Friday morning, I was talking to my friend Tom at work. Tom is, in short, the most charming, wonderful gay man I know. I just adore him.
"You know," I said, "You're a dying breed."
Tom looked puzzled. "Why is that?" he asked.
"Look at you!" I said. "You're a perfect specimen. You are the classic stereotype of your orientation. Your picture is in the dictionary next to "gay man'!" I giggled.
It's true. Tom is always perfectly dressed in bold, yet tasteful colors, incredibly well-groomed, enunciates each word with care, keeps beautiful live plants thriving at his desk, and has his customer files organized by some intricate color-coding system that I'm afraid to even ask about. His partner is a pastry chef, and they live in a beautiful apartment full of antiques with their pet birds. He's fabulous.
Tom frowned, and his immaculate eyebrows came together as he thought.
I continued. "Look, all I'm saying is that a lot of gay men I know are trying to break that mold. They want to be seen like a het, you know? They don't want to be picked out of a crowd easily, and they don't have the same sense of pride in the gay image. One of these days, you're going to be an old geezer in the gay nursing home, and you're going to look at all of the young whippersnappers out there dressed in baggy jeans and sweatshirts with messy hairdos and lament the good old days when gay men knew how to present themselves."
This may or may not be true, but I love pushing his buttons. Apparently he enjoys the game as much as I do.
"Look here, precious kitten." His voice dropped dangerously.
Yes, he calls me precious kitten. And for some reason, it makes me feel all tingly and giggle like a school girl. I don't know why, but it's ten times sweeter when coming from him.
"Look here, precious kitten. There's no need for you to worry your pretty little head about any of that, because you would never make it in this world as a gay man."
"What?!" I protested. "You're full of it. I would be the best!"
"Sorry, gorgeous. Look at me?? pfffft. Look at you!"
So I looked. I didn't see anything out of the ordinary.
"First of all, you don't iron nearly enough. The whole knit top under a suit look is cute and all, but it screams to me of someone who doesn't take their laundry seriously."
Point one for Tom.
"Secondly, you have your assistant do your filing! She just throws things into your files, and sometimes you can't find what you're looking for. Am I right?"
"Well, sometimes. But..."
"Third," he continued, "you don't take care of yourself. What did you have for breakfast today?"
I just looked at him, and wondered why I had started this conversation in the first place. "Um, some potatoes?" I gave a wobbly grin.
"You had a bag of Baked Lays potato chips at your desk! I saw you!" He protested.

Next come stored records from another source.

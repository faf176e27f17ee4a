use std::collections::BTreeMap;

use crate::errors::{Result, VarconvError};

/// Double-array trie from keys to entry ids.
pub struct Trie {
    da: crawdad::Trie,
}

impl Trie {
    /// Returns `None` when `ids` is empty, since there is nothing to index.
    pub fn new(ids: BTreeMap<&str, u32>) -> Result<Option<Self>> {
        if ids.is_empty() {
            return Ok(None);
        }
        let da = crawdad::Trie::from_records(ids)
            .map_err(|e| VarconvError::invalid_argument("keys", e.to_string()))?;
        Ok(Some(Self { da }))
    }

    #[inline(always)]
    pub fn get(&self, key: &str) -> Option<u32> {
        self.da.exact_match(key.chars())
    }

    /// Yields `(id, length in characters)` of every key prefixing `input`,
    /// shortest first.
    #[inline(always)]
    pub fn prefixes<'a>(&'a self, input: &'a [char]) -> impl Iterator<Item = (u32, usize)> + 'a {
        self.da.common_prefix_search(input.iter().copied())
    }
}

#[cfg(test)]
mod tests {
    use super::*;

    fn trie() -> Trie {
        let ids = BTreeMap::from([("東京", 0), ("東京都", 1), ("京都", 2)]);
        Trie::new(ids).unwrap().unwrap()
    }

    #[test]
    fn test_prefixes() {
        let trie = trie();
        let input: Vec<_> = "東京都に".chars().collect();
        let found: Vec<_> = trie.prefixes(&input).collect();
        assert_eq!(found, [(0, 2), (1, 3)]);
        assert_eq!(trie.prefixes(&['に']).next(), None);
    }

    #[test]
    fn test_get() {
        let trie = trie();
        assert_eq!(trie.get("東京都"), Some(1));
        assert_eq!(trie.get("東"), None);
    }

    #[test]
    fn test_empty() {
        assert!(Trie::new(BTreeMap::new()).unwrap().is_none());
    }
}
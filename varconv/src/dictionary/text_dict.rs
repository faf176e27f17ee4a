mod trie;

use std::collections::BTreeMap;
use std::fmt;

use crate::dictionary::{DictMatch, Entry, Lexicon};
use crate::errors::Result;
use trie::Trie;

/// Dictionary over a single [`Lexicon`].
///
/// When a key occurs more than once in the lexicon, lookups return the
/// first occurrence.
pub struct TextDict {
    lexicon: Lexicon,
    // None iff the lexicon is empty.
    trie: Option<Trie>,
    key_max_len: usize,
}

impl TextDict {
    /// Builds a new instance from a dictionary text.
    ///
    /// # Errors
    ///
    /// [`VarconvError`](crate::errors::VarconvError) is returned when the
    /// text has an invalid line.
    pub fn from_text(text: &str) -> Result<Self> {
        Self::from_lexicon(Lexicon::from_text(text)?)
    }

    /// Builds a new instance from a lexicon.
    ///
    /// # Errors
    ///
    /// [`VarconvError`](crate::errors::VarconvError) is returned when the
    /// lexicon is too large to be indexed.
    pub fn from_lexicon(lexicon: Lexicon) -> Result<Self> {
        let mut key_max_len = 0;
        let trie = {
            let mut ids = BTreeMap::new();
            for (i, entry) in lexicon.iter().enumerate() {
                ids.entry(entry.key()).or_insert(u32::try_from(i)?);
                key_max_len = key_max_len.max(entry.key_len_char());
            }
            Trie::new(ids)?
        };
        Ok(Self {
            lexicon,
            trie,
            key_max_len,
        })
    }

    /// Gets the reference to the lexicon.
    #[inline(always)]
    pub fn lexicon(&self) -> &Lexicon {
        &self.lexicon
    }

    /// Gets the maximum key length in characters.
    #[inline(always)]
    pub fn key_max_len(&self) -> usize {
        self.key_max_len
    }

    #[inline(always)]
    fn entry(&self, id: u32) -> &Entry {
        // Ids are indices into the lexicon, which fit in usize on supported targets.
        &self.lexicon.entries()[id as usize]
    }

    /// Finds the entry whose key equals `key`.
    pub fn match_exact(&self, key: &str) -> Option<&Entry> {
        let trie = self.trie.as_ref()?;
        trie.get(key).map(|id| self.entry(id))
    }

    /// Finds the longest entry whose key is a prefix of `input`.
    pub fn match_prefix(&self, input: &[char]) -> Option<DictMatch<'_>> {
        let trie = self.trie.as_ref()?;
        trie.prefixes(input)
            .last()
            .map(|(id, len_char)| DictMatch::new(self.entry(id), len_char))
    }

    /// Finds all the entries whose keys are prefixes of `input`, longest first.
    pub fn match_all_prefixes(&self, input: &[char]) -> Vec<DictMatch<'_>> {
        let Some(trie) = self.trie.as_ref() else {
            return vec![];
        };
        let mut matches: Vec<_> = trie
            .prefixes(input)
            .map(|(id, len_char)| DictMatch::new(self.entry(id), len_char))
            .collect();
        matches.reverse();
        matches
    }
}

impl fmt::Debug for TextDict {
    fn fmt(&self, f: &mut fmt::Formatter) -> fmt::Result {
        f.debug_struct("TextDict")
            .field("lexicon", &self.lexicon)
            .field("key_max_len", &self.key_max_len)
            .finish_non_exhaustive()
    }
}

#[cfg(test)]
mod tests {
    use super::*;

    fn chars(s: &str) -> Vec<char> {
        s.chars().collect()
    }

    #[test]
    fn test_match_prefix() {
        let dict = TextDict::from_text("東京\tA\n東京都\tB\n京都\tC\n").unwrap();
        let m = dict.match_prefix(&chars("東京都に行く")).unwrap();
        assert_eq!(m.key(), "東京都");
        assert_eq!(m.primary(), "B");
        assert_eq!(m.len_char(), 3);

        let m = dict.match_prefix(&chars("東京駅")).unwrap();
        assert_eq!(m.key(), "東京");
        assert_eq!(m.len_char(), 2);

        assert!(dict.match_prefix(&chars("大阪")).is_none());
        assert!(dict.match_prefix(&[]).is_none());
    }

    #[test]
    fn test_match_all_prefixes() {
        let dict = TextDict::from_text("東\tX\n東京\tA\n東京都\tB\n").unwrap();
        let keys: Vec<_> = dict
            .match_all_prefixes(&chars("東京都"))
            .iter()
            .map(|m| m.key())
            .collect();
        assert_eq!(keys, ["東京都", "東京", "東"]);
    }

    #[test]
    fn test_match_exact() {
        let dict = TextDict::from_text("东\t東\n东京\t東京\n").unwrap();
        assert_eq!(dict.match_exact("东京").unwrap().primary(), "東京");
        assert!(dict.match_exact("京").is_none());
    }

    #[test]
    fn test_duplicate_keys() {
        let dict = TextDict::from_text("a\tX\nb\tZ\na\tY\n").unwrap();
        assert_eq!(dict.lexicon().len(), 3);
        assert_eq!(dict.match_exact("a").unwrap().primary(), "X");
        assert_eq!(dict.match_prefix(&chars("ab")).unwrap().primary(), "X");
    }

    #[test]
    fn test_key_max_len() {
        let dict = TextDict::from_text("头\t頭\n计算机\t計算機\n").unwrap();
        assert_eq!(dict.key_max_len(), 3);
    }

    #[test]
    fn test_empty() {
        let dict = TextDict::from_text("").unwrap();
        assert_eq!(dict.key_max_len(), 0);
        assert!(dict.match_prefix(&chars("a")).is_none());
        assert!(dict.match_all_prefixes(&chars("a")).is_empty());
        assert!(dict.match_exact("a").is_none());
    }
}
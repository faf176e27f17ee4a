//! Dictionary-driven substitution passes.
mod chain;

use crate::dictionary::Dictionary;

pub use chain::ConversionChain;

/// Substitution pass over a dictionary.
///
/// At each position of a token, the longest dictionary key is replaced with
/// the primary value of its entry. Characters covered by no key are copied
/// as is, so nothing is dropped.
#[derive(Clone, Debug)]
pub struct Conversion {
    dict: Dictionary,
}

impl Conversion {
    /// Creates a new instance.
    ///
    /// # Arguments
    ///
    ///  - `dict`: Dictionary of substitutions.
    pub const fn new(dict: Dictionary) -> Self {
        Self { dict }
    }

    /// Gets the reference to the dictionary.
    pub const fn dictionary(&self) -> &Dictionary {
        &self.dict
    }

    /// Converts a token.
    pub fn convert(&self, token: &str) -> String {
        let mut output = String::with_capacity(token.len());
        self.convert_into(token, &mut output);
        output
    }

    /// Converts a token and appends the result to `output`.
    pub fn convert_into(&self, token: &str, output: &mut String) {
        if self.dict.key_max_len() == 0 {
            output.push_str(token);
            return;
        }
        let chars: Vec<char> = token.chars().collect();
        let mut pos = 0;
        while pos < chars.len() {
            if let Some(m) = self.dict.match_prefix(&chars[pos..]) {
                output.push_str(m.primary());
                pos += m.len_char();
            } else {
                output.push(chars[pos]);
                pos += 1;
            }
        }
    }
}

#[cfg(test)]
mod tests {
    use super::*;

    fn conversion(text: &str) -> Conversion {
        Conversion::new(Dictionary::from_text(text).unwrap())
    }

    #[test]
    fn test_identity_fallback() {
        let conv = conversion("a\tb");
        assert_eq!(conv.convert("xyz"), "xyz");
        assert_eq!(conv.convert(""), "");
    }

    #[test]
    fn test_primary_value() {
        let conv = conversion("发\t發 髮\n头发\t頭髮");
        assert_eq!(conv.convert("发"), "發");
        assert_eq!(conv.convert("头发"), "頭髮");
    }

    #[test]
    fn test_longest_match_inside_token() {
        let conv = conversion("干\t幹 乾\n干净\t乾淨\n净\t淨");
        assert_eq!(conv.convert("干净的干"), "乾淨的幹");
    }

    #[test]
    fn test_convert_into_appends() {
        let conv = conversion("a\tA");
        let mut output = "x".to_string();
        conv.convert_into("ab", &mut output);
        assert_eq!(output, "xAb");
    }

    #[test]
    fn test_empty_dictionary() {
        let conv = conversion("");
        assert_eq!(conv.convert("abc"), "abc");
    }
}
use std::fmt;

/// Parsed dictionary line: a key and its candidate values.
///
/// `values` is never empty. The first value is the primary candidate and the
/// one emitted by conversion.
#[derive(Clone, Debug, Eq, PartialEq, Hash)]
pub struct Entry {
    key: String,
    values: Vec<String>,
}

impl Entry {
    #[inline(always)]
    pub(crate) fn new(key: String, values: Vec<String>) -> Self {
        debug_assert!(!key.is_empty());
        debug_assert!(!values.is_empty());
        Self { key, values }
    }

    /// Gets the key.
    #[inline(always)]
    pub fn key(&self) -> &str {
        &self.key
    }

    /// Gets all the candidate values in the listed order.
    #[inline(always)]
    pub fn values(&self) -> &[String] {
        &self.values
    }

    /// Gets the primary (first-listed) value.
    #[inline(always)]
    pub fn primary(&self) -> &str {
        &self.values[0]
    }

    /// Gets the number of candidate values.
    #[inline(always)]
    pub fn num_values(&self) -> usize {
        self.values.len()
    }

    /// Checks if the entry has exactly one value.
    #[inline(always)]
    pub fn is_single(&self) -> bool {
        self.values.len() == 1
    }

    /// Gets the key length in characters.
    #[inline(always)]
    pub(crate) fn key_len_char(&self) -> usize {
        self.key.chars().count()
    }
}

impl fmt::Display for Entry {
    fn fmt(&self, f: &mut fmt::Formatter) -> fmt::Result {
        write!(f, "{}\t{}", self.key, self.values.join(" "))
    }
}
//! Stateful assembly of converters.
use crate::conversion::{Conversion, ConversionChain};
use crate::converter::Converter;
use crate::dictionary::Dictionary;
use crate::errors::{Result, VarconvError};
use crate::segmenter::MaxMatchSegmenter;

/// Builder of [`Converter`].
///
/// Dictionaries for segmentation and for conversion stages are accumulated
/// separately. A stage is closed with [`finalize_stage()`](Self::finalize_stage),
/// after which dictionaries added with
/// [`add_stage_source()`](Self::add_stage_source) go to the next stage.
///
/// [`build()`](Self::build) does not consume the accumulated dictionaries, so
/// the builder can produce several converters sharing them.
///
/// # Examples
///
/// ```
/// use varconv::PipelineBuilder;
///
/// let mut builder = PipelineBuilder::new();
/// builder.add_segmentation_source("头发\t頭髮\n发\t發 髮")?;
/// builder.add_stage_source("头\t頭\n发\t發 髮")?;
/// builder.finalize_stage()?;
/// let converter = builder.build("s2t")?;
///
/// assert_eq!(converter.convert("头发发"), "頭髮發");
/// # Ok::<(), varconv::errors::VarconvError>(())
/// ```
#[derive(Default, Debug)]
pub struct PipelineBuilder {
    segmentation_sources: Vec<Dictionary>,
    pending_stage_sources: Vec<Dictionary>,
    finished_stages: Vec<Conversion>,
}

impl PipelineBuilder {
    /// Creates a new empty instance.
    pub fn new() -> Self {
        Self::default()
    }

    /// Adds a dictionary text for segmentation.
    ///
    /// # Errors
    ///
    /// [`VarconvError`] is returned when the text has an invalid line.
    /// The builder is left unchanged.
    pub fn add_segmentation_source(&mut self, text: &str) -> Result<()> {
        let dict = Dictionary::from_text(text)?;
        self.add_segmentation_dictionary(dict);
        Ok(())
    }

    /// Adds a prebuilt dictionary for segmentation.
    pub fn add_segmentation_dictionary(&mut self, dict: Dictionary) {
        self.segmentation_sources.push(dict);
    }

    /// Adds a dictionary text to the stage being assembled.
    ///
    /// # Errors
    ///
    /// [`VarconvError`] is returned when the text has an invalid line.
    /// The builder is left unchanged.
    pub fn add_stage_source(&mut self, text: &str) -> Result<()> {
        let dict = Dictionary::from_text(text)?;
        self.add_stage_dictionary(dict);
        Ok(())
    }

    /// Adds a prebuilt dictionary to the stage being assembled.
    pub fn add_stage_dictionary(&mut self, dict: Dictionary) {
        self.pending_stage_sources.push(dict);
    }

    /// Closes the stage being assembled.
    ///
    /// Several dictionaries of a stage are grouped in the order they were
    /// added; see [`DictGroup`](crate::dictionary::DictGroup).
    ///
    /// # Errors
    ///
    /// [`VarconvError::NoStageSources`] is returned when no dictionary was
    /// added since the last stage.
    pub fn finalize_stage(&mut self) -> Result<()> {
        let num_sources = self.pending_stage_sources.len();
        let dict = Dictionary::combine(std::mem::take(&mut self.pending_stage_sources))
            .ok_or(VarconvError::NoStageSources)?;
        self.finished_stages.push(Conversion::new(dict));
        log::debug!(
            "Finalized conversion stage #{} from {} dictionaries",
            self.finished_stages.len(),
            num_sources
        );
        Ok(())
    }

    /// Gets the number of segmentation dictionaries.
    pub fn num_segmentation_sources(&self) -> usize {
        self.segmentation_sources.len()
    }

    /// Gets the number of dictionaries in the stage being assembled.
    pub fn num_pending_stage_sources(&self) -> usize {
        self.pending_stage_sources.len()
    }

    /// Gets the number of finalized stages.
    pub fn num_finished_stages(&self) -> usize {
        self.finished_stages.len()
    }

    /// Builds a converter.
    ///
    /// Dictionaries added to a stage that has not been finalized are not used.
    ///
    /// # Arguments
    ///
    ///  - `name`: Name of the converter.
    ///
    /// # Errors
    ///
    ///  - [`VarconvError::NoSegmentationSources`] when no segmentation dictionary was added.
    ///  - [`VarconvError::NoConversionStages`] when no stage was finalized.
    pub fn build<S>(&self, name: S) -> Result<Converter>
    where
        S: Into<String>,
    {
        let dict = Dictionary::combine(self.segmentation_sources.clone())
            .ok_or(VarconvError::NoSegmentationSources)?;
        if self.finished_stages.is_empty() {
            return Err(VarconvError::NoConversionStages);
        }
        if !self.pending_stage_sources.is_empty() {
            log::warn!(
                "{} dictionaries of an unfinalized stage are ignored",
                self.pending_stage_sources.len()
            );
        }
        let converter = Converter::new(
            name,
            MaxMatchSegmenter::new(dict),
            ConversionChain::new(self.finished_stages.iter().cloned()),
        );
        log::info!(
            "Built converter {:?} with {} segmentation dictionaries and {} stages",
            converter.name(),
            self.segmentation_sources.len(),
            self.finished_stages.len()
        );
        Ok(converter)
    }
}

"Well, yeah, but they're only 120 calories or something! I ran out of oatmeal packets!" I was starting to whine. It was unattractive.
"If you were gay like me, you'd have fresh melon. And by the way, look at your shoes!"
Sure enough, they are a little scuffed. I'm the kind of girl that would rather buy new shoes than polish them. It's sad, I know.
"Really, you're just as bad as those hypothetical baggy-jeans wearing boys. Don't even start with me, little girl. You stick with your smelly beefcakes, and leave the gay image to me. I'll keep it where it belongs."
Then he winked, turned on his highly polished shoes, and walked out.
Sometimes losing can be half the fun.